What is required
Below are records to be repeated in full. Give them exactly.

*** Opening Records for the exercise ***

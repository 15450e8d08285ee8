//! Unaligned memory access handling.
//!
//! Under the `Split` alignment policy a misaligned halfword or word in RAM is serviced
//! as two aligned word accesses. Loads are reassembled with a funnel shift across the
//! two words; stores are split into two byte-enabled word writes.

use crate::core::pipeline::signals::MemWidth;

/// Merges two consecutive aligned words and shifts the access down to lane 0.
///
/// # Arguments
///
/// * `lo` - Word at the lower aligned address.
/// * `hi` - Word at the next aligned address.
/// * `offset` - Byte offset of the access within `lo`.
///
/// # Examples
///
/// ```
/// use rvpipe_core::core::units::lsu::unaligned::funnel_merge;
///
/// // Bytes in memory: 00 11 22 33 | 44 55 66 77, word load at offset 3.
/// assert_eq!(funnel_merge(0x3322_1100, 0x7766_5544, 3), 0x6655_4433);
/// ```
pub const fn funnel_merge(lo: u32, hi: u32, offset: u32) -> u32 {
    let wide = ((hi as u64) << 32) | lo as u64;
    (wide >> ((offset & 0b11) * 8)) as u32
}

/// One half of a split store.
#[derive(Clone, Copy, Debug, PartialEq, Eq)]
pub struct SplitWrite {
    /// Data already shifted into its lanes.
    pub data: u32,
    /// Byte-enable mask (may be zero for the upper word).
    pub enable: u8,
}

/// Splits a store of `width` at byte `offset` into lower- and upper-word writes.
///
/// # Examples
///
/// ```
/// use rvpipe_core::core::pipeline::signals::MemWidth;
/// use rvpipe_core::core::units::lsu::unaligned::split_store;
///
/// let [lo, hi] = split_store(0xAABB_CCDD, MemWidth::Word, 2);
/// assert_eq!((lo.data, lo.enable), (0xCCDD_0000, 0b1100));
/// assert_eq!((hi.data, hi.enable), (0x0000_AABB, 0b0011));
/// ```
pub const fn split_store(data: u32, width: MemWidth, offset: u32) -> [SplitWrite; 2] {
    let size = width.bytes();
    let lanes: u64 = (1u64 << size) - 1;
    let shift = offset & 0b11;
    let enables = lanes << shift;
    let wide = (data as u64) << (shift * 8);
    [
        SplitWrite {
            data: wide as u32,
            enable: (enables & 0xF) as u8,
        },
        SplitWrite {
            data: (wide >> 32) as u32,
            enable: ((enables >> 4) & 0xF) as u8,
        },
    ]
}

*** Closing Records for the exercise ***

Final answer
repository 15450e8d08285ee8
//! Unaligned memory access handling.
//!
//! Under the `Split` alignment policy a misaligned halfword or word in RAM is serviced
//! as two aligned word accesses. Loads are reassembled with a funnel shift across the
//! two words; stores are split into two byte-enabled word writes.

use crate::core::pipeline::signals::MemWidth;

/// Merges two consecutive aligned words and shifts the access down to lane 0.
///
/// # Arguments
///
/// * `lo` - Word at the lower aligned address.
/// * `hi` - Word at the next aligned address.
/// * `offset` - Byte offset of the access within `lo`.
///
/// # Examples
///
/// ```
/// use rvpipe_core::core::units::lsu::unaligned::funnel_merge;
///
/// // Bytes in memory: 00 11 22 33 | 44 55 66 77, word load at offset 3.
/// assert_eq!(funnel_merge(0x3322_1100, 0x7766_5544, 3), 0x6655_4433);
/// ```
pub const fn funnel_merge(lo: u32, hi: u32, offset: u32) -> u32 {
    let wide = ((hi as u64) << 32) | lo as u64;
    (wide >> ((offset & 0b11) * 8)) as u32
}

/// One half of a split store.
#[derive(Clone, Copy, Debug, PartialEq, Eq)]
pub struct SplitWrite {
    /// Data already shifted into its lanes.
    pub data: u32,
    /// Byte-enable mask (may be zero for the upper word).
    pub enable: u8,
}

/// Splits a store of `width` at byte `offset` into lower- and upper-word writes.
///
/// # Examples
///
/// ```
/// use rvpipe_core::core::pipeline::signals::MemWidth;
/// use rvpipe_core::core::units::lsu::unaligned::split_store;
///
/// let [lo, hi] = split_store(0xAABB_CCDD, MemWidth::Word, 2);
/// assert_eq!((lo.data, lo.enable), (0xCCDD_0000, 0b1100));
/// assert_eq!((hi.data, hi.enable), (0x0000_AABB, 0b0011));
/// ```
pub const fn split_store(data: u32, width: MemWidth, offset: u32) -> [SplitWrite; 2] {
    let size = width.bytes();
    let lanes: u64 = (1u64 << size) - 1;
    let shift = offset & 0b11;
    let enables = lanes << shift;
    let wide = (data as u64) << (shift * 8);
    [
        SplitWrite {
            data: wide as u32,
            enable: (enables & 0xF) as u8,
        },
        SplitWrite {
            data: (wide >> 32) as u32,
            enable: ((enables >> 4) & 0xF) as u8,
        },
    ]
}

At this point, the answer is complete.